* **Goal of the exercise**
Which lines below include the string "text"? Please show each one.

Records from a data source
□ □ □ □ □ □ □

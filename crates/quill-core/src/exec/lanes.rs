//! Serialization lanes
//!
//! A lane is a named mutual-exclusion domain: at most one mutating
//! operation runs per lane at a time, while read-only operations bypass
//! the lane entirely. Callers wrap tool dispatch in [`LaneRegistry::enqueue`]
//! when related mutations (e.g. edits under one directory) must not
//! interleave even though they target distinct resources.

use crate::error::{QuillError, QuillResult};
use dashmap::DashMap;
use std::future::Future;
use std::sync::Arc;
use std::time::Duration;
use tokio::sync::Semaphore;
use tokio::time::timeout;
use tracing::trace;

/// Operation category with respect to lane serialization
#[derive(Debug, Clone, Copy, PartialEq, Eq)]
pub enum LaneCategory {
    /// Read-only operations bypass the lane
    ReadOnly,
    /// Mutating operations take the lane's single permit
    Mutating,
}

/// Registry of named serialization lanes
#[derive(Debug, Default)]
pub struct LaneRegistry {
    lanes: DashMap<String, Arc<Semaphore>>,
}

impl LaneRegistry {
    /// Create an empty registry
    pub fn new() -> Self {
        Self {
            lanes: DashMap::new(),
        }
    }

    fn lane(&self, lane_id: &str) -> Arc<Semaphore> {
        self.lanes
            .entry(lane_id.to_string())
            .or_insert_with(|| Arc::new(Semaphore::new(1)))
            .clone()
    }

    /// Run an operation under the named lane.
    ///
    /// Mutating operations hold the lane's single permit for the duration
    /// of the future; read-only operations run immediately. An optional
    /// deadline covers both the wait for the permit and the operation
    /// itself; when it fires the future is dropped and an error returned.
    pub async fn enqueue<F, T>(
        &self,
        lane_id: &str,
        category: LaneCategory,
        limit: Option<Duration>,
        op: F,
    ) -> QuillResult<T>
    where
        F: Future<Output = T>,
    {
        let run = async {
            match category {
                LaneCategory::ReadOnly => op.await,
                LaneCategory::Mutating => {
                    let semaphore = self.lane(lane_id);
                    trace!(lane = lane_id, "waiting for lane permit");
                    // The semaphore is never closed while the registry lives
                    let _permit = semaphore
                        .acquire_owned()
                        .await
                        .unwrap_or_else(|_| unreachable!("lane semaphore closed"));
                    op.await
                }
            }
        };

        match limit {
            None => Ok(run.await),
            Some(limit) => timeout(limit, run).await.map_err(|_| {
                QuillError::other(format!(
                    "Lane '{}' operation timed out after {:?}",
                    lane_id, limit
                ))
            }),
        }
    }

    /// Number of lanes created so far
    pub fn lane_count(&self) -> usize {
        self.lanes.len()
    }
}
//! Session cost and token accounting
//!
//! The loop driver consults a [`CostTracker`] at round boundaries; the
//! default [`SessionCostTracker`] keeps cumulative totals in memory with an
//! optional hard limit. Exact tokenization belongs to provider crates — the
//! built-in counter is the usual chars/4 approximation.

use crate::llm::messages::LlmMessage;
use parking_lot::Mutex;
use serde::{Deserialize, Serialize};

/// Cost-accounting seam consulted by the loop driver
pub trait CostTracker: Send + Sync {
    /// Approximate token count for a text
    fn count_tokens(&self, text: &str) -> usize;

    /// Approximate token count for a message list
    fn count_message_tokens(&self, messages: &[LlmMessage]) -> usize {
        messages.iter().map(|m| self.count_tokens(&m.content)).sum()
    }

    /// Record usage for one LLM call
    fn record_session_cost(&self, input_tokens: u32, output_tokens: u32);

    /// Whether the session cost limit has been reached
    fn is_session_cost_limit_reached(&self) -> bool;
}

/// Cumulative session totals
#[derive(Debug, Clone, Default, Serialize, Deserialize)]
pub struct SessionTotals {
    /// Total input tokens
    pub input_tokens: u64,
    /// Total output tokens
    pub output_tokens: u64,
    /// Total cost in USD
    pub cost_usd: f64,
    /// Number of recorded LLM calls
    pub call_count: u64,
}

/// In-memory cost tracker with per-token pricing and an optional limit
pub struct SessionCostTracker {
    totals: Mutex<SessionTotals>,
    input_price_per_1k: f64,
    output_price_per_1k: f64,
    cost_limit_usd: Option<f64>,
}

impl SessionCostTracker {
    /// Create a tracker with the given per-1k-token prices
    pub fn new(input_price_per_1k: f64, output_price_per_1k: f64) -> Self {
        Self {
            totals: Mutex::new(SessionTotals::default()),
            input_price_per_1k,
            output_price_per_1k,
            cost_limit_usd: None,
        }
    }

    /// Create a tracker that never reports a limit
    pub fn unlimited() -> Self {
        Self::new(0.0, 0.0)
    }

    /// Set a session cost limit in USD
    pub fn with_cost_limit(mut self, limit_usd: f64) -> Self {
        self.cost_limit_usd = Some(limit_usd);
        self
    }

    /// Snapshot of the cumulative totals
    pub fn totals(&self) -> SessionTotals {
        self.totals.lock().clone()
    }
}

impl CostTracker for SessionCostTracker {
    fn count_tokens(&self, text: &str) -> usize {
        // chars/4 approximation, minimum one token for non-empty text
        if text.is_empty() {
            0
        } else {
            (text.chars().count() / 4).max(1)
        }
    }

    fn record_session_cost(&self, input_tokens: u32, output_tokens: u32) {
        let mut totals = self.totals.lock();
        totals.input_tokens += input_tokens as u64;
        totals.output_tokens += output_tokens as u64;
        totals.cost_usd += input_tokens as f64 / 1000.0 * self.input_price_per_1k
            + output_tokens as f64 / 1000.0 * self.output_price_per_1k;
        totals.call_count += 1;
    }

    fn is_session_cost_limit_reached(&self) -> bool {
        match self.cost_limit_usd {
            Some(limit) => self.totals.lock().cost_usd >= limit,
            None => false,
        }
    }
}

#[cfg(test)]
mod tests {
    use super::*;

    #[test]
    fn test_token_counting() {
        let tracker = SessionCostTracker::unlimited();
        assert_eq!(tracker.count_tokens(""), 0);
        assert_eq!(tracker.count_tokens("hi"), 1);
        assert_eq!(tracker.count_tokens("12345678"), 2);

        let messages = vec![LlmMessage::user("12345678"), LlmMessage::assistant("1234")];
        assert_eq!(tracker.count_message_tokens(&messages), 3);
    }

    #[test]
    fn test_cost_accumulation_and_limit() {
        let tracker = SessionCostTracker::new(1.0, 2.0).with_cost_limit(0.5);
        assert!(!tracker.is_session_cost_limit_reached());

        // 100 input at $1/1k + 200 output at $2/1k = 0.1 + 0.4 = 0.5
        tracker.record_session_cost(100, 200);
        assert!(tracker.is_session_cost_limit_reached());

        let totals = tracker.totals();
        assert_eq!(totals.input_tokens, 100);
        assert_eq!(totals.output_tokens, 200);
        assert_eq!(totals.call_count, 1);
    }

    #[test]
    fn test_unlimited_never_hits_limit() {
        let tracker = SessionCostTracker::unlimited();
        tracker.record_session_cost(1_000_000, 1_000_000);
        assert!(!tracker.is_session_cost_limit_reached());
    }
}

□ □ □ □ □ □ □

* **Exercise output**
    /// Approximate token count for a text
    fn count_tokens(&self, text: &str) -> usize;
    fn count_tokens(&self, text: &str) -> usize {
        // chars/4 approximation, minimum one token for non-empty text
        if text.is_empty() {
            (text.chars().count() / 4).max(1)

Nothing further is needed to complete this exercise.